[Data extracted from a collection]
//! Session worker
//!
//! Runs a [`ScanSession`] on a tokio task. Scans are CPU-bound, so each one
//! moves onto the blocking pool and the session travels with it. Messages
//! that arrive while the session is initializing are queued and replayed
//! in arrival order once it is ready.

use super::{HostMessage, ScanResult, ScanSession, SessionState, WorkerMessage};
use crate::config::ModscopeConfig;
use crate::error::ScanError;
use anyhow::{anyhow, Result};
use std::collections::VecDeque;
use std::panic::{catch_unwind, AssertUnwindSafe};
use std::path::PathBuf;
use tokio::sync::mpsc::{self, UnboundedReceiver, UnboundedSender};
use tokio::task::JoinHandle;
use tracing::{debug, error, warn};

/// Host side of a running session worker
pub struct SessionHandle {
    tx: UnboundedSender<HostMessage>,
    task: JoinHandle<()>,
}

impl SessionHandle {
    pub fn send(&self, message: HostMessage) -> Result<()> {
        self.tx
            .send(message)
            .map_err(|_| anyhow!("scan session has terminated"))
    }

    pub fn file_changed(&self, path: impl Into<PathBuf>) -> Result<()> {
        self.send(HostMessage::FileChanged {
            file_path: path.into(),
        })
    }

    pub fn full_scan(&self) -> Result<()> {
        self.send(HostMessage::FullScan)
    }

    pub fn is_finished(&self) -> bool {
        self.task.is_finished()
    }

    /// Close the inbox and wait for queued scans to drain
    pub async fn shutdown(self) -> Result<()> {
        drop(self.tx);
        self.task
            .await
            .map_err(|e| anyhow!("session worker failed: {}", e))
    }
}

/// Start a session worker for `root`
pub fn spawn(
    root: impl Into<PathBuf>,
    config: Option<ModscopeConfig>,
) -> (SessionHandle, UnboundedReceiver<WorkerMessage>) {
    let (host_tx, host_rx) = mpsc::unbounded_channel();
    let (worker_tx, worker_rx) = mpsc::unbounded_channel();
    let session = ScanSession::new(root, config);
    let task = tokio::spawn(run_worker(session, host_rx, worker_tx));
    (SessionHandle { tx: host_tx, task }, worker_rx)
}

enum Step {
    Continue(ScanSession),
    Stop,
}

async fn run_worker(
    session: ScanSession,
    mut inbox: UnboundedReceiver<HostMessage>,
    outbox: UnboundedSender<WorkerMessage>,
) {
    let mut pending = VecDeque::new();
    let mut inbox_open = true;

    let init = tokio::task::spawn_blocking(move || {
        let mut session = session;
        let result = catch_unwind(AssertUnwindSafe(|| session.initialize()));
        (session, result)
    });
    tokio::pin!(init);

    let joined = loop {
        tokio::select! {
            joined = &mut init => break joined,
            message = inbox.recv(), if inbox_open => match message {
                Some(message) => {
                    debug!("Queued {:?} until the session is ready", message);
                    pending.push_back(message);
                }
                None => inbox_open = false,
            },
        }
    };

    let mut session = match joined {
        Ok((session, Ok(Ok(_)))) => session,
        Ok((_, Ok(Err(e)))) => {
            let _ = outbox.send(failure(&e));
            return;
        }
        Ok((_, Err(_))) => {
            error!("Session initialization panicked");
            let _ = outbox.send(WorkerMessage::Error {
                message: "initialization panicked".to_string(),
            });
            return;
        }
        Err(e) => {
            error!("Session initialization task failed: {}", e);
            let _ = outbox.send(WorkerMessage::Error {
                message: e.to_string(),
            });
            return;
        }
    };

    if outbox.send(WorkerMessage::Ready).is_err() {
        return;
    }

    loop {
        let message = match pending.pop_front() {
            Some(message) => message,
            None if inbox_open => match inbox.recv().await {
                Some(message) => message,
                None => break,
            },
            None => break,
        };

        match handle(session, message, &outbox).await {
            Step::Continue(next) => session = next,
            Step::Stop => return,
        }
    }

    debug!("Session worker for {} stopped", session.root().display());
}

/// Run one message on the blocking pool. `Stop` once the project is gone.
async fn handle(
    session: ScanSession,
    message: HostMessage,
    outbox: &UnboundedSender<WorkerMessage>,
) -> Step {
    let joined = tokio::task::spawn_blocking(move || {
        let mut session = session;
        let result = catch_unwind(AssertUnwindSafe(|| match &message {
            HostMessage::FileChanged { file_path } => session.file_changed(file_path),
            HostMessage::FullScan => session.full_rescan(),
        }));
        (session, result)
    })
    .await;

    let (mut session, result) = match joined {
        Ok(pair) => pair,
        Err(e) => {
            error!("Scan task failed: {}", e);
            let _ = outbox.send(WorkerMessage::Error {
                message: e.to_string(),
            });
            return Step::Stop;
        }
    };

    let reply = match result {
        Ok(Ok(scan)) => report(scan),
        Ok(Err(e)) => failure(&e),
        Err(_) => {
            warn!("Scan panicked; session returns to ready");
            session.recover();
            WorkerMessage::Error {
                message: "scan panicked".to_string(),
            }
        }
    };

    let terminated = session.state() == SessionState::Terminated;
    if outbox.send(reply).is_err() || terminated {
        return Step::Stop;
    }
    Step::Continue(session)
}

fn report(scan: ScanResult) -> WorkerMessage {
    for e in &scan.rule_errors {
        debug!("Rule {} failed: {}", e.rule_id, e.error);
    }
    scan.into()
}

fn failure(e: &ScanError) -> WorkerMessage {
    if e.is_missing() {
        warn!("{}", e);
        WorkerMessage::Missing
    } else {
        WorkerMessage::Error {
            message: e.to_string(),
        }
    }
}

### TASK TO COMPLETE
All entries must be given again exactly.

### TASK RESPONSE
//! Session worker
//!
//! Runs a [`ScanSession`] on a tokio task. Scans are CPU-bound, so each one
//! moves onto the blocking pool and the session travels with it. Messages
//! that arrive while the session is initializing are queued and replayed
//! in arrival order once it is ready.

use super::{HostMessage, ScanResult, ScanSession, SessionState, WorkerMessage};
use crate::config::ModscopeConfig;
use crate::error::ScanError;
use anyhow::{anyhow, Result};
use std::collections::VecDeque;
use std::panic::{catch_unwind, AssertUnwindSafe};
use std::path::PathBuf;
use tokio::sync::mpsc::{self, UnboundedReceiver, UnboundedSender};
use tokio::task::JoinHandle;
use tracing::{debug, error, warn};

/// Host side of a running session worker
pub struct SessionHandle {
    tx: UnboundedSender<HostMessage>,
    task: JoinHandle<()>,
}

impl SessionHandle {
    pub fn send(&self, message: HostMessage) -> Result<()> {
        self.tx
            .send(message)
            .map_err(|_| anyhow!("scan session has terminated"))
    }

    pub fn file_changed(&self, path: impl Into<PathBuf>) -> Result<()> {
        self.send(HostMessage::FileChanged {
            file_path: path.into(),
        })
    }

    pub fn full_scan(&self) -> Result<()> {
        self.send(HostMessage::FullScan)
    }

    pub fn is_finished(&self) -> bool {
        self.task.is_finished()
    }

    /// Close the inbox and wait for queued scans to drain
    pub async fn shutdown(self) -> Result<()> {
        drop(self.tx);
        self.task
            .await
            .map_err(|e| anyhow!("session worker failed: {}", e))
    }
}

/// Start a session worker for `root`
pub fn spawn(
    root: impl Into<PathBuf>,
    config: Option<ModscopeConfig>,
) -> (SessionHandle, UnboundedReceiver<WorkerMessage>) {
    let (host_tx, host_rx) = mpsc::unbounded_channel();
    let (worker_tx, worker_rx) = mpsc::unbounded_channel();
    let session = ScanSession::new(root, config);
    let task = tokio::spawn(run_worker(session, host_rx, worker_tx));
    (SessionHandle { tx: host_tx, task }, worker_rx)
}

enum Step {
    Continue(ScanSession),
    Stop,
}

async fn run_worker(
    session: ScanSession,
    mut inbox: UnboundedReceiver<HostMessage>,
    outbox: UnboundedSender<WorkerMessage>,
) {
    let mut pending = VecDeque::new();
    let mut inbox_open = true;

    let init = tokio::task::spawn_blocking(move || {
        let mut session = session;
        let result = catch_unwind(AssertUnwindSafe(|| session.initialize()));
        (session, result)
    });
    tokio::pin!(init);

    let joined = loop {
        tokio::select! {
            joined = &mut init => break joined,
            message = inbox.recv(), if inbox_open => match message {
                Some(message) => {
                    debug!("Queued {:?} until the session is ready", message);
                    pending.push_back(message);
                }
                None => inbox_open = false,
            },
        }
    };

    let mut session = match joined {
        Ok((session, Ok(Ok(_)))) => session,
        Ok((_, Ok(Err(e)))) => {
            let _ = outbox.send(failure(&e));
            return;
        }
        Ok((_, Err(_))) => {
            error!("Session initialization panicked");
            let _ = outbox.send(WorkerMessage::Error {
                message: "initialization panicked".to_string(),
            });
            return;
        }
        Err(e) => {
            error!("Session initialization task failed: {}", e);
            let _ = outbox.send(WorkerMessage::Error {
                message: e.to_string(),
            });
            return;
        }
    };

    if outbox.send(WorkerMessage::Ready).is_err() {
        return;
    }

    loop {
        let message = match pending.pop_front() {
            Some(message) => message,
            None if inbox_open => match inbox.recv().await {
                Some(message) => message,
                None => break,
            },
            None => break,
        };

        match handle(session, message, &outbox).await {
            Step::Continue(next) => session = next,
            Step::Stop => return,
        }
    }

    debug!("Session worker for {} stopped", session.root().display());
}

/// Run one message on the blocking pool. `Stop` once the project is gone.
async fn handle(
    session: ScanSession,
    message: HostMessage,
    outbox: &UnboundedSender<WorkerMessage>,
) -> Step {
    let joined = tokio::task::spawn_blocking(move || {
        let mut session = session;
        let result = catch_unwind(AssertUnwindSafe(|| match &message {
            HostMessage::FileChanged { file_path } => session.file_changed(file_path),
            HostMessage::FullScan => session.full_rescan(),
        }));
        (session, result)
    })
    .await;

    let (mut session, result) = match joined {
        Ok(pair) => pair,
        Err(e) => {
            error!("Scan task failed: {}", e);
            let _ = outbox.send(WorkerMessage::Error {
                message: e.to_string(),
            });
            return Step::Stop;
        }
    };

    let reply = match result {
        Ok(Ok(scan)) => report(scan),
        Ok(Err(e)) => failure(&e),
        Err(_) => {
            warn!("Scan panicked; session returns to ready");
            session.recover();
            WorkerMessage::Error {
                message: "scan panicked".to_string(),
            }
        }
    };

    let terminated = session.state() == SessionState::Terminated;
    if outbox.send(reply).is_err() || terminated {
        return Step::Stop;
    }
    Step::Continue(session)
}

fn report(scan: ScanResult) -> WorkerMessage {
    for e in &scan.rule_errors {
        debug!("Rule {} failed: {}", e.rule_id, e.error);
    }
    scan.into()
}

fn failure(e: &ScanError) -> WorkerMessage {
    if e.is_missing() {
        warn!("{}", e);
        WorkerMessage::Missing
    } else {
        WorkerMessage::Error {
            message: e.to_string(),
        }
    }
}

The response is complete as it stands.